Stopping the next pandemic can be easy

By Malcolm Potts

There are just under 6,000 species of mammals. Around 500 may carry bacteria or viruses with the potential to cause human disease. The Plague, or Black Death, was transmitted from rats to people by flees. In Medieval Europe 25 million people may have died. It was the density of population and the lack of sewage that drove the rat population in ancient cities, and hence the plague. Globally, the Black Death may have killed 200 million.

Often, human beings have to do rather stupid things to facilitate diseases jumping from other mammals to people.

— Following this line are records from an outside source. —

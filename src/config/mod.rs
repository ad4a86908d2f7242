// Copyright 2019-2026 ChainSafe Systems
// SPDX-License-Identifier: Apache-2.0, MIT

use std::{
    fmt,
    path::{Path, PathBuf},
    str::FromStr,
};

use anyhow::Context as _;
use serde::{Deserialize, Deserializer, Serialize, Serializer, de::Error as _};
use tracing_subscriber::filter::LevelFilter;

use crate::shim::econ::TokenAmount;

#[derive(Serialize, Deserialize, PartialEq, Eq, Debug, Clone, Default)]
#[serde(default)]
pub struct Config {
    pub fees: FeeConfig,
    pub wdpost: WdPostConfig,
    pub log: LogConfig,
}

#[derive(Serialize, Deserialize, PartialEq, Eq, Debug, Clone, smart_default::SmartDefault)]
#[serde(default)]
pub struct FeeConfig {
    /// Upper bound of the gas fee of every Window PoSt message, in attoFIL.
    #[default(TokenAmount::from_whole(5))]
    #[serde(with = "token_amount_atto")]
    pub max_window_post_gas_fee: TokenAmount,
}

#[derive(Serialize, Deserialize, PartialEq, Eq, Debug, Clone, smart_default::SmartDefault)]
#[serde(default)]
pub struct WdPostConfig {
    /// Number of epochs a message must be on chain before its receipt is
    /// trusted.
    #[default(5)]
    pub message_confidence: i64,
}

#[derive(PartialEq, Eq, Debug, Clone, Copy)]
pub struct LogLevelFilter(pub LevelFilter);

impl Serialize for LogLevelFilter {
    fn serialize<S: Serializer>(&self, serializer: S) -> Result<S::Ok, S::Error> {
        serializer.serialize_str(&self.0.to_string())
    }
}

impl<'de> Deserialize<'de> for LogLevelFilter {
    fn deserialize<D: Deserializer<'de>>(deserializer: D) -> Result<Self, D::Error> {
        let s = String::deserialize(deserializer)?;
        // Case insensitive.
        LevelFilter::from_str(&s)
            .map(Self)
            .map_err(|_| D::Error::custom(format!("unknown log level filter `{s}`")))
    }
}

impl fmt::Display for LogLevelFilter {
    fn fmt(&self, f: &mut fmt::Formatter<'_>) -> fmt::Result {
        self.0.fmt(f)
    }
}

#[derive(Serialize, Deserialize, PartialEq, Eq, Debug, Clone)]
pub struct LogValue {
    pub module: String,
    pub level: LogLevelFilter,
}

impl LogValue {
    pub fn new(module: &str, level: LevelFilter) -> Self {
        Self {
            module: module.to_string(),
            level: LogLevelFilter(level),
        }
    }
}

#[derive(Serialize, Deserialize, PartialEq, Eq, Debug, Clone)]
#[serde(default)]
pub struct LogConfig {
    pub filters: Vec<LogValue>,
    /// Directory of the hourly rotated log files. No file logging if unset.
    pub log_dir: Option<PathBuf>,
}

impl LogConfig {
    pub fn to_filter_string(&self) -> String {
        self.filters
            .iter()
            .map(|f| format!("{}={}", f.module, f.level))
            .collect::<Vec<_>>()
            .join(",")
    }
}

impl Default for LogConfig {
    fn default() -> Self {
        Self {
            filters: vec![
                LogValue::new("bellperson", LevelFilter::WARN),
                LogValue::new("filecoin_proofs", LevelFilter::WARN),
                LogValue::new("storage_proofs_core", LevelFilter::WARN),
            ],
            log_dir: None,
        }
    }
}

/// Token amounts are written as attoFIL strings, TOML integers are too narrow.
mod token_amount_atto {
    use std::str::FromStr as _;

    use num_bigint::BigInt;
    use serde::{Deserialize as _, Deserializer, Serializer, de::Error as _};

    use crate::shim::econ::TokenAmount;

    pub fn serialize<S: Serializer>(
        amount: &TokenAmount,
        serializer: S,
    ) -> Result<S::Ok, S::Error> {
        serializer.serialize_str(&amount.atto().to_string())
    }

    pub fn deserialize<'de, D: Deserializer<'de>>(
        deserializer: D,
    ) -> Result<TokenAmount, D::Error> {
        let s = String::deserialize(deserializer)?;
        BigInt::from_str(&s)
            .map(TokenAmount::from_atto)
            .map_err(|e| D::Error::custom(format!("invalid attoFIL amount `{s}`: {e}")))
    }
}

pub fn read_toml<S>(toml_string: &str) -> anyhow::Result<S>
where
    for<'de> S: serde::de::Deserialize<'de>,
{
    let new_struct: S = toml::from_str(toml_string)?;
    Ok(new_struct)
}

/// Reads the configuration at `path`, or the defaults when no path is given.
pub fn read_config(path: Option<&Path>) -> anyhow::Result<Config> {
    match path {
        Some(path) => {
            let toml = std::fs::read_to_string(path)
                .with_context(|| format!("reading config file {}", path.display()))?;
            read_toml(&toml).with_context(|| format!("parsing config file {}", path.display()))
        }
        None => Ok(Config::default()),
    }
}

Bush Meat markets are found in many parts of Africa. I have seen a variety of parts from wild animals for sale, including pangolins and chimpanzees. Pangolins are nocturnal ant eaters, and the only mammals with scales.

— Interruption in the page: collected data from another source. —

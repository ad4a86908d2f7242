// Copyright 2019-2026 ChainSafe Systems
// SPDX-License-Identifier: Apache-2.0, MIT

use serde::{Deserialize, Serialize};

use crate::shim::clock::ChainEpoch;

/// Number of deadlines ahead of the one being proven for which fault and
/// recovery declarations are made. Declarations for the current or the next
/// deadline can no longer take effect.
pub const DECLARATION_DEADLINE_OFFSET: u64 = 2;

/// Index of the deadline that declarations made while proving `index` target.
///
/// Returns `None` for a proving period without deadlines.
pub fn declaration_deadline_index(index: u64, period_deadlines: u64) -> Option<u64> {
    index
        .checked_add(DECLARATION_DEADLINE_OFFSET)?
        .checked_rem(period_deadlines)
}

/// Deadline calculations with respect to a current epoch.
#[derive(Clone, Debug, PartialEq, Eq, Serialize, Deserialize)]
#[serde(rename_all = "PascalCase")]
pub struct DeadlineInfo {
    /// Epoch at which this info was calculated.
    pub current_epoch: ChainEpoch,
    /// First epoch of the proving period.
    pub period_start: ChainEpoch,
    /// Current deadline index, in `[0..period_deadlines)`.
    pub index: u64,
    /// First epoch from which a proof may be submitted.
    pub open_epoch: ChainEpoch,
    /// First epoch from which a proof may no longer be submitted.
    pub close_epoch: ChainEpoch,
    /// Epoch at which to sample the chain for challenge.
    pub challenge_epoch: ChainEpoch,
    /// First epoch at which a fault declaration is rejected.
    pub fault_cutoff: ChainEpoch,
    /// Number of deadlines in a proving period.
    pub period_deadlines: u64,
}

impl DeadlineInfo {
    pub fn declaration_deadline_index(&self) -> Option<u64> {
        declaration_deadline_index(self.index, self.period_deadlines)
    }
}

#[cfg(test)]
mod tests {
    use super::*;

    #[test]
    fn declaration_deadline_wraps_around_period() {
        assert_eq!(declaration_deadline_index(0, 48), Some(2));
        assert_eq!(declaration_deadline_index(45, 48), Some(47));
        assert_eq!(declaration_deadline_index(46, 48), Some(0));
        assert_eq!(declaration_deadline_index(47, 48), Some(1));
    }

    #[test]
    fn declaration_deadline_for_tiny_periods() {
        assert_eq!(declaration_deadline_index(0, 1), Some(0));
        assert_eq!(declaration_deadline_index(1, 2), Some(1));
        assert_eq!(declaration_deadline_index(0, 0), None);
        assert_eq!(declaration_deadline_index(u64::MAX, 48), None);
    }
}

Thirty years ago, my African host in Chad asked it I wanted lunch in the African or French restaurant. I thought it polite to say African. Mistake! The menu was civet cat or a pangolin. I knew what a civet cat was so I ended up eating pangolin. Yes, you eat the scales. Millions of pangolins are exported to Vietnam and China where they are regarded as exotic foods. They can carry Covid-19.

A plausible origin for HIV/AIDs is that several decades ago someone was butchering a chimp for sale in a bush meat market. It was carrying the AIDS virus, The butcher cut themselves, becoming the first case of human HIV/AIDS infection. One person gave the disease to their sexual partner(s). Ultimately 30 million people were to die as the result of this single accident.

Occasionally, people do the right thing. In 1665, a tailor in Eyam, in central England, received a roll of cloth from London. He saw it carried some flees. The two village clergy understood how the infection spread. They replaced the Sunday services with a “socially distanced” congregation in a field.

The village boundary was defined and not one of the 800 population was allowed to enter or leave Eyam. They paid for food from their neighbors by dropping coins into vinegar. For all of two years, the village self-quarantined themselves. 260 members of the population died.

The plague was a horrible way to die. The self-control of this seventeenth century, often illiterate, population was remarkable. They were watching neighbors and family members die for two years. But no one broke ranks and tried to leave Eyam.

Those today who refuse to wear masks or deny the protection of vaccination might pause to learn from the brave, self-sacrificing villagers of Eyam four centuries ago.